Dataset excerpts
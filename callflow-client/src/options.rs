//! Per-request configuration.
//!
//! [`RequestOptions`] describes one request: where it goes, what it sends,
//! and the callbacks that observe it. Options are values; redirect hops and
//! computed headers produce new `RequestOptions` rather than mutating a
//! shared one.

use std::fmt;
use std::sync::{Arc, Weak};
use std::time::Duration;

use http::{HeaderMap, HeaderName, HeaderValue, Method};

use callflow_core::{Body, effective_headers};

use crate::lifecycle::Lifecycle;
use crate::transport::{EventKind, Listener, ProgressEvent, ResponseType, TransportEvent};

/// Callback receiving progress events.
pub type ProgressCallback = Arc<dyn Fn(&ProgressEvent) + Send + Sync>;

/// Callback deciding whether to follow a redirect.
///
/// Receives the options of the request that would follow and the lifecycle
/// that received the redirect. Returning `false` stops at the redirect
/// response.
pub type RedirectCallback = Arc<dyn Fn(&RequestOptions, &Lifecycle) -> bool + Send + Sync>;

/// Options for a single request.
///
/// # Example
///
/// ```ignore
/// use callflow_client::{Body, RequestOptions};
/// use std::time::Duration;
///
/// let options = RequestOptions::post("https://api.example.com/items")
///     .json(true)
///     .data(Body::json(&item)?)
///     .timeout(Duration::from_secs(5))
///     .max_redirects(3)
///     .on_progress(|event| println!("{} bytes", event.loaded));
/// ```
#[derive(Clone)]
pub struct RequestOptions {
    pub(crate) method: Method,
    pub(crate) url: String,
    pub(crate) data: Option<Body>,
    pub(crate) headers: HeaderMap,
    pub(crate) listeners: Vec<(EventKind, Listener)>,
    pub(crate) with_credentials: bool,
    pub(crate) response_type: Option<ResponseType>,
    pub(crate) json: bool,
    pub(crate) timeout: Option<Duration>,
    pub(crate) max_redirects: Option<u32>,
    pub(crate) on_progress: Option<ProgressCallback>,
    pub(crate) on_upload_progress: Option<ProgressCallback>,
    pub(crate) on_redirect: Option<RedirectCallback>,
    pub(crate) original: Option<Weak<Lifecycle>>,
}

impl RequestOptions {
    /// Create options for `method` and `url`.
    pub fn new<S: Into<String>>(method: Method, url: S) -> Self {
        Self {
            method,
            url: url.into(),
            data: None,
            headers: HeaderMap::new(),
            listeners: Vec::new(),
            with_credentials: false,
            response_type: None,
            json: false,
            timeout: None,
            max_redirects: None,
            on_progress: None,
            on_upload_progress: None,
            on_redirect: None,
            original: None,
        }
    }

    /// Options for a `GET` request.
    pub fn get<S: Into<String>>(url: S) -> Self {
        Self::new(Method::GET, url)
    }

    /// Options for a `POST` request.
    pub fn post<S: Into<String>>(url: S) -> Self {
        Self::new(Method::POST, url)
    }

    /// Options for a `PUT` request.
    pub fn put<S: Into<String>>(url: S) -> Self {
        Self::new(Method::PUT, url)
    }

    /// Options for a `PATCH` request.
    pub fn patch<S: Into<String>>(url: S) -> Self {
        Self::new(Method::PATCH, url)
    }

    /// Options for a `DELETE` request.
    pub fn delete<S: Into<String>>(url: S) -> Self {
        Self::new(Method::DELETE, url)
    }

    /// Options for a `HEAD` request.
    pub fn head<S: Into<String>>(url: S) -> Self {
        Self::new(Method::HEAD, url)
    }

    /// Set the request data.
    pub fn data<B: Into<Body>>(mut self, data: B) -> Self {
        self.data = Some(data.into());
        self
    }

    /// Add a request header, replacing any existing value.
    pub fn header(mut self, name: HeaderName, value: HeaderValue) -> Self {
        self.headers.insert(name, value);
        self
    }

    /// Try to add a request header.
    ///
    /// Returns `None` if the header name or value is invalid.
    ///
    /// # Example
    ///
    /// ```ignore
    /// let options = RequestOptions::get("https://example.com")
    ///     .try_header("authorization", "Bearer token123")?
    ///     .try_header("x-request-id", "abc-123")?;
    /// ```
    pub fn try_header<K, V>(mut self, name: K, value: V) -> Option<Self>
    where
        K: TryInto<HeaderName>,
        V: TryInto<HeaderValue>,
    {
        let name = name.try_into().ok()?;
        let value = value.try_into().ok()?;
        self.headers.insert(name, value);
        Some(self)
    }

    /// Set all request headers, replacing any existing headers.
    pub fn headers(mut self, headers: HeaderMap) -> Self {
        self.headers = headers;
        self
    }

    /// Get a mutable reference to the request headers.
    pub fn headers_mut(&mut self) -> &mut HeaderMap {
        &mut self.headers
    }

    /// Attach a raw listener to the transport.
    ///
    /// Listeners see every event of the call they are attached to. When a
    /// redirect is followed they are detached from the finished call and
    /// attached to the next one.
    pub fn listener(mut self, kind: EventKind, listener: Listener) -> Self {
        self.listeners.push((kind, listener));
        self
    }

    /// Attach a raw listener built from a closure.
    pub fn on<F>(self, kind: EventKind, listener: F) -> Self
    where
        F: Fn(&TransportEvent) + Send + Sync + 'static,
    {
        self.listener(kind, Arc::new(listener))
    }

    /// Include credentials with the request.
    pub fn with_credentials(mut self, enabled: bool) -> Self {
        self.with_credentials = enabled;
        self
    }

    /// Set the response type hint.
    pub fn response_type(mut self, response_type: ResponseType) -> Self {
        self.response_type = Some(response_type);
        self
    }

    /// Enable JSON mode.
    ///
    /// JSON mode adds `Accept`/`Content-Type` defaults, serializes structured
    /// data, asks the transport for a JSON response and parses text bodies
    /// as JSON.
    pub fn json(mut self, enabled: bool) -> Self {
        self.json = enabled;
        self
    }

    /// Set the timeout. A zero duration disables it.
    pub fn timeout(mut self, timeout: Duration) -> Self {
        self.timeout = Some(timeout);
        self
    }

    /// Set how many redirects may be followed.
    pub fn max_redirects(mut self, max_redirects: u32) -> Self {
        self.max_redirects = Some(max_redirects);
        self
    }

    /// Observe download progress (`loadstart`, `progress`, `loadend`).
    pub fn on_progress<F>(mut self, callback: F) -> Self
    where
        F: Fn(&ProgressEvent) + Send + Sync + 'static,
    {
        self.on_progress = Some(Arc::new(callback));
        self
    }

    /// Observe upload progress.
    pub fn on_upload_progress<F>(mut self, callback: F) -> Self
    where
        F: Fn(&ProgressEvent) + Send + Sync + 'static,
    {
        self.on_upload_progress = Some(Arc::new(callback));
        self
    }

    /// Decide per redirect whether to follow it.
    pub fn on_redirect<F>(mut self, callback: F) -> Self
    where
        F: Fn(&RequestOptions, &Lifecycle) -> bool + Send + Sync + 'static,
    {
        self.on_redirect = Some(Arc::new(callback));
        self
    }

    pub fn get_method(&self) -> &Method {
        &self.method
    }

    pub fn url(&self) -> &str {
        &self.url
    }

    pub fn get_data(&self) -> Option<&Body> {
        self.data.as_ref()
    }

    pub fn get_headers(&self) -> &HeaderMap {
        &self.headers
    }

    pub fn listeners(&self) -> &[(EventKind, Listener)] {
        &self.listeners
    }

    pub fn is_with_credentials(&self) -> bool {
        self.with_credentials
    }

    pub fn get_response_type(&self) -> Option<ResponseType> {
        self.response_type
    }

    pub fn is_json(&self) -> bool {
        self.json
    }

    /// The effective timeout; a zero duration counts as none.
    pub fn get_timeout(&self) -> Option<Duration> {
        self.timeout.filter(|t| !t.is_zero())
    }

    /// Redirects left to follow; unset counts as zero.
    pub fn get_max_redirects(&self) -> u32 {
        self.max_redirects.unwrap_or(0)
    }

    pub(crate) fn progress_callback(&self) -> Option<&ProgressCallback> {
        self.on_progress.as_ref()
    }

    pub(crate) fn upload_progress_callback(&self) -> Option<&ProgressCallback> {
        self.on_upload_progress.as_ref()
    }

    pub(crate) fn redirect_callback(&self) -> Option<&RedirectCallback> {
        self.on_redirect.as_ref()
    }

    /// The lifecycle whose redirect produced these options.
    ///
    /// Only set on options built for a followed redirect, and only while
    /// that lifecycle is still alive.
    pub fn original(&self) -> Option<Arc<Lifecycle>> {
        self.original.as_ref().and_then(Weak::upgrade)
    }

    /// Replace the headers with their effective form for this request.
    pub(crate) fn with_effective_headers(mut self) -> Self {
        let effective = effective_headers(&self.headers, &self.method, self.json).into_owned();
        self.headers = effective;
        self
    }

    /// Options for following a redirect from `from` to `url`.
    pub(crate) fn redirected(&self, url: String, from: &Arc<Lifecycle>) -> Self {
        Self {
            url,
            max_redirects: Some(self.get_max_redirects().saturating_sub(1)),
            original: Some(Arc::downgrade(from)),
            ..self.clone()
        }
    }
}

impl fmt::Debug for RequestOptions {
    fn fmt(&self, f: &mut fmt::Formatter<'_>) -> fmt::Result {
        f.debug_struct("RequestOptions")
            .field("method", &self.method)
            .field("url", &self.url)
            .field("data", &self.data)
            .field("headers", &self.headers)
            .field("listeners", &self.listeners.len())
            .field("with_credentials", &self.with_credentials)
            .field("response_type", &self.response_type)
            .field("json", &self.json)
            .field("timeout", &self.timeout)
            .field("max_redirects", &self.max_redirects)
            .field("on_progress", &self.on_progress.is_some())
            .field("on_upload_progress", &self.on_upload_progress.is_some())
            .field("on_redirect", &self.on_redirect.is_some())
            .field("original", &self.original.is_some())
            .finish()
    }
}

#[cfg(test)]
mod tests {
    use super::*;
    use http::header::{ACCEPT, CONTENT_TYPE};

    #[test]
    fn test_request_options_defaults() {
        let options = RequestOptions::get("http://h/");
        assert_eq!(options.get_method(), Method::GET);
        assert_eq!(options.url(), "http://h/");
        assert!(options.get_data().is_none());
        assert!(!options.is_json());
        assert_eq!(options.get_timeout(), None);
        assert_eq!(options.get_max_redirects(), 0);
        assert!(options.original().is_none());
    }

    #[test]
    fn test_request_options_zero_timeout_is_none() {
        let options = RequestOptions::get("http://h/").timeout(Duration::ZERO);
        assert_eq!(options.get_timeout(), None);

        let options = options.timeout(Duration::from_millis(250));
        assert_eq!(options.get_timeout(), Some(Duration::from_millis(250)));
    }

    #[test]
    fn test_request_options_try_header() {
        let options = RequestOptions::get("http://h/")
            .try_header("authorization", "Bearer token")
            .unwrap();
        assert_eq!(
            options.get_headers().get("authorization").unwrap(),
            "Bearer token"
        );

        let invalid = RequestOptions::get("http://h/").try_header("bad\0name", "v");
        assert!(invalid.is_none());
    }

    #[test]
    fn test_request_options_effective_headers() {
        let options = RequestOptions::post("http://h/").json(true).with_effective_headers();
        assert_eq!(options.get_headers().get(ACCEPT).unwrap(), "application/json");
        assert_eq!(
            options.get_headers().get(CONTENT_TYPE).unwrap(),
            "application/json"
        );
    }

    #[test]
    fn test_request_options_listeners() {
        let options = RequestOptions::get("http://h/")
            .on(EventKind::Load, |_| {})
            .on(EventKind::Progress, |_| {});
        assert_eq!(options.listeners().len(), 2);
        assert_eq!(options.listeners()[0].0, EventKind::Load);
    }

    #[test]
    fn test_request_options_debug_hides_callbacks() {
        let options = RequestOptions::get("http://h/").on_progress(|_| {});
        let debug = format!("{:?}", options);
        assert!(debug.contains("on_progress: true"));
        assert!(debug.contains("on_redirect: false"));
    }
}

EXERCISE GOAL:
Where a line of the records includes "whether", copy it.

RESULT:
/// Callback deciding whether to follow a redirect.
    /// Decide per redirect whether to follow it.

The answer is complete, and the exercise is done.